-- Listed records follows --
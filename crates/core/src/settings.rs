use std::{
    env, fs,
    path::{Path, PathBuf},
};

use serde::{Deserialize, Serialize};
use thiserror::Error;

use crate::provider::DEFAULT_MODEL;

pub const DEFAULT_API_BASE_URL: &str = "http://127.0.0.1:8080";
pub const DEFAULT_LOG_FILTER: &str = "nlsql=info";
pub const API_URL_ENV: &str = "NLSQL_API_URL";
pub const CONFIG_DIR_ENV: &str = "NLSQL_CONFIG_DIR";

const SETTINGS_FILE: &str = "settings.toml";
const LOG_FILE: &str = "nlsql.log";

#[derive(Debug, Error)]
pub enum SettingsError {
    #[error("config directory is unavailable for this platform")]
    ConfigDirUnavailable,
    #[error("failed to read settings file at {path}: {source}")]
    Read {
        path: PathBuf,
        #[source]
        source: std::io::Error,
    },
    #[error("failed to parse settings file at {path}: {source}")]
    Parse {
        path: PathBuf,
        #[source]
        source: toml::de::Error,
    },
}

#[derive(Debug, Clone, PartialEq, Eq, Serialize, Deserialize)]
#[serde(default)]
pub struct ClientSettings {
    pub api_base_url: String,
    pub default_model: String,
    pub log_filter: String,
}

impl Default for ClientSettings {
    fn default() -> Self {
        Self {
            api_base_url: DEFAULT_API_BASE_URL.to_string(),
            default_model: DEFAULT_MODEL.to_string(),
            log_filter: DEFAULT_LOG_FILTER.to_string(),
        }
    }
}

impl ClientSettings {
    pub fn load_default() -> Result<Self, SettingsError> {
        Self::load_from_path(default_settings_path()?)
    }

    /// A missing or blank file yields the defaults.
    pub fn load_from_path(path: impl AsRef<Path>) -> Result<Self, SettingsError> {
        let path = path.as_ref();
        if !path.exists() {
            return Ok(Self::default());
        }

        let raw = fs::read_to_string(path).map_err(|source| SettingsError::Read {
            path: path.to_path_buf(),
            source,
        })?;
        if raw.trim().is_empty() {
            return Ok(Self::default());
        }

        toml::from_str(&raw).map_err(|source| SettingsError::Parse {
            path: path.to_path_buf(),
            source,
        })
    }

    /// Applies `NLSQL_API_URL` when set, then the explicit override.
    #[must_use]
    pub fn with_api_url_override(mut self, explicit: Option<&str>) -> Self {
        if let Some(from_env) = env::var(API_URL_ENV).ok().filter(|url| !url.trim().is_empty()) {
            self.api_base_url = from_env;
        }
        if let Some(explicit) = explicit.filter(|url| !url.trim().is_empty()) {
            self.api_base_url = explicit.to_string();
        }
        self
    }
}

pub fn config_dir() -> Result<PathBuf, SettingsError> {
    if let Some(custom) = env::var_os(CONFIG_DIR_ENV) {
        return Ok(PathBuf::from(custom));
    }

    let base_dir = if cfg!(target_os = "windows") {
        env::var_os("APPDATA")
            .map(PathBuf::from)
            .ok_or(SettingsError::ConfigDirUnavailable)?
    } else if let Some(xdg_config_home) = env::var_os("XDG_CONFIG_HOME") {
        PathBuf::from(xdg_config_home)
    } else {
        let home = env::var_os("HOME").ok_or(SettingsError::ConfigDirUnavailable)?;
        PathBuf::from(home).join(".config")
    };

    Ok(base_dir.join("nlsql"))
}

pub fn default_settings_path() -> Result<PathBuf, SettingsError> {
    Ok(config_dir()?.join(SETTINGS_FILE))
}

pub fn default_log_path() -> Result<PathBuf, SettingsError> {
    Ok(config_dir()?.join(LOG_FILE))
}

#[cfg(test)]
mod tests {
    use std::fs;

    use tempfile::TempDir;

    use super::{ClientSettings, SettingsError, DEFAULT_API_BASE_URL};

    #[test]
    fn missing_file_loads_defaults() {
        let temp_dir = TempDir::new().expect("temp dir");
        let settings = ClientSettings::load_from_path(temp_dir.path().join("settings.toml"))
            .expect("missing file should load");
        assert_eq!(settings, ClientSettings::default());
        assert_eq!(settings.api_base_url, DEFAULT_API_BASE_URL);
    }

    #[test]
    fn partial_file_keeps_other_defaults() {
        let temp_dir = TempDir::new().expect("temp dir");
        let path = temp_dir.path().join("settings.toml");
        fs::write(
            &path,
            "api_base_url = \"http://nlsql.internal:9000\"\ndefault_model = \"gemini-pro\"\n",
        )
        .expect("write settings");

        let settings = ClientSettings::load_from_path(&path).expect("settings should parse");
        assert_eq!(settings.api_base_url, "http://nlsql.internal:9000");
        assert_eq!(settings.default_model, "gemini-pro");
        assert_eq!(settings.log_filter, ClientSettings::default().log_filter);
    }

    #[test]
    fn blank_file_loads_defaults_and_garbage_fails() {
        let temp_dir = TempDir::new().expect("temp dir");
        let path = temp_dir.path().join("settings.toml");
        fs::write(&path, "  \n").expect("write settings");
        assert_eq!(
            ClientSettings::load_from_path(&path).expect("blank file should load"),
            ClientSettings::default()
        );

        fs::write(&path, "api_base_url = [").expect("write settings");
        let err = ClientSettings::load_from_path(&path).expect_err("garbage should fail");
        assert!(matches!(err, SettingsError::Parse { .. }));
    }

    #[test]
    fn explicit_override_wins() {
        let settings =
            ClientSettings::default().with_api_url_override(Some("http://10.0.0.5:8080"));
        assert_eq!(settings.api_base_url, "http://10.0.0.5:8080");
    }
}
-- Listed records concluded --
From the data above, copy each line that holds "Result".

    pub fn load_default() -> Result<Self, SettingsError> {
    pub fn load_from_path(path: impl AsRef<Path>) -> Result<Self, SettingsError> {
pub fn config_dir() -> Result<PathBuf, SettingsError> {
pub fn default_settings_path() -> Result<PathBuf, SettingsError> {
pub fn default_log_path() -> Result<PathBuf, SettingsError> {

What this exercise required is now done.